On 2 January 1881, a young woman named Annie Leonard nearly drowned in the pool; "...she was wading in the water barefooted, and fell into an excavation known as Bogey Hole..." She was then rescued, with difficulty, by a local man named James Dimond.

In 2003, a 41-year-old man drowned after being washed off the rocks.

On 26 January 2010, 26-year-old Nathan Luke of Gateshead died at the Bogey Hole after he hit his head on a submerged rock.

== Heritage listing ==
One of the two remaining constructed features from the days of the earliest European settlement in Newcastle, probably the earliest European-built work extant, it is a convict constructed baths hewn out of a rock face for Major James Morisset, a notable military figure from the early period of European settlement in Australia. The Bogey Hole is the first recorded European purpose-built ocean pool on the NSW coast.

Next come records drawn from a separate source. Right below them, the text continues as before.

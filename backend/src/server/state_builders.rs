//! Wire repositories into the domain services behind `HttpState`.

use std::sync::Arc;

use actix_web::web;
use mockable::{Clock, DefaultClock};

use todo_backend::domain::ports::{TodoRepository, UserRepository};
use todo_backend::domain::{AccountService, OwnershipGuard, OwnershipPolicy, TodoService, TokenSigner};
use todo_backend::inbound::http::state::{HttpState, HttpStatePorts};
use todo_backend::outbound::memory::{InMemoryTodoRepository, InMemoryUserRepository};
use todo_backend::outbound::password::BcryptPasswordHasher;
use todo_backend::outbound::persistence::{DieselTodoRepository, DieselUserRepository};

use super::ServerConfig;

/// Build the account and to-do services over one pair of repositories.
fn build_ports<U, T>(
    users: Arc<U>,
    todos: Arc<T>,
    signer: TokenSigner,
    ownership: OwnershipPolicy,
    clock: Arc<dyn Clock>,
) -> HttpStatePorts
where
    U: UserRepository + 'static,
    T: TodoRepository + 'static,
{
    let accounts = Arc::new(AccountService::new(
        users,
        Arc::new(BcryptPasswordHasher::default()),
        Arc::new(signer),
        Arc::clone(&clock),
    ));
    let todo_service = Arc::new(TodoService::new(
        todos,
        OwnershipGuard::new(ownership),
        clock,
    ));
    HttpStatePorts {
        registration: accounts.clone(),
        login: accounts.clone(),
        authenticator: accounts,
        todos: todo_service.clone(),
        todos_query: todo_service,
    }
}

/// PostgreSQL repositories when a pool is configured, in-memory otherwise.
pub(super) fn build_http_state(config: &ServerConfig) -> web::Data<HttpState> {
    let clock: Arc<dyn Clock> = Arc::new(DefaultClock);
    let signer = config.signer.clone();
    let ports = match &config.db_pool {
        Some(pool) => build_ports(
            Arc::new(DieselUserRepository::new(pool.clone())),
            Arc::new(DieselTodoRepository::new(pool.clone())),
            signer,
            config.ownership,
            clock,
        ),
        None => build_ports(
            Arc::new(InMemoryUserRepository::new()),
            Arc::new(InMemoryTodoRepository::new()),
            signer,
            config.ownership,
            clock,
        ),
    };
    web::Data::new(HttpState::new(ports))
}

It forms a picturesque and interesting feature in the coastal landscape of King Edward Park and is of considerable social significance to the people of Newcastle.

Bogey Hole was listed on the New South Wales State Heritage Register on 21 November 2003 having satisfied the following criteria.

The place is important in demonstrating the course, or pattern, of cultural or natural history in New South Wales.

The Bogey Hole is one of the two remaining European-made structures from the days of the earliest European settlement in Newcastle, probably the earliest European-built structure extant, it is a rare item, being a convict constructed baths, dating from between 1819 and 1891.

The place has a strong or special association with a person, or group of persons, of importance of cultural or natural history of New South Wales's history.

The Bogey Hole is associated with Commander James Morisset who ordered it dug for his private use, and with the earliest period of convict labour at the settlement.

The place is important in demonstrating aesthetic characteristics and/or a high degree of creative or technical achievement in New South Wales.

The Bogey Hole and its natural setting are distinctive and pleasing features of the King Edward Park foreshore and a popular subject for contemporary artists and photographers. The pool itself is an interesting example of early convict workmanship, as modified by subsequent enlargement.

The place has strong or special association with a particular community or cultural group in New South Wales for social, cultural or spiritual reasons.

The Bogey Hole recalls the early period of military privilege and convict servitude. In the 1850s it was a venue of segregated bathing. (The Ladies' Bathing Place was at the south end of Newcastle Beach.) Swimming at the Bogey Hole features in Audley Reay's "Memories of the Hunter and Newcastle in the 1880s". Today, the Bogey Hole and its steep cliff-face form a noted local landmark. It is said to be of particular significance to "local daredevils" who "often tempt fate by climbing the cliff and jumping into the Bogey Hole."

The place has potential to yield information that will contribute to an understanding of the cultural or natural history of New South Wales.

The Bogey Hole has the potential to demonstrate early convict excavation techniques as well as subsequent Council modifications. The social significance of the Bogey Hole to identifiable groups merits further investigation.

The place possesses uncommon, rare or endangered aspects of the cultural or natural history of New South Wales.

The Bogey Hole is rare by virtue of its early date (1819). There are no known swimming venues in NSW constructed earlier.

The place is important in demonstrating the principal characteristics of a class of cultural or natural places/environments in New South Wales.

Geologically, the rock in the area is sandstone/conglomerate typical of the coastal areas of the Hawkesbury Sandstone deposit on which Newcastle was built. The Bogey Hole is the first Australian representative of the tradition of associating particular bathing facilities as being for users of a special class.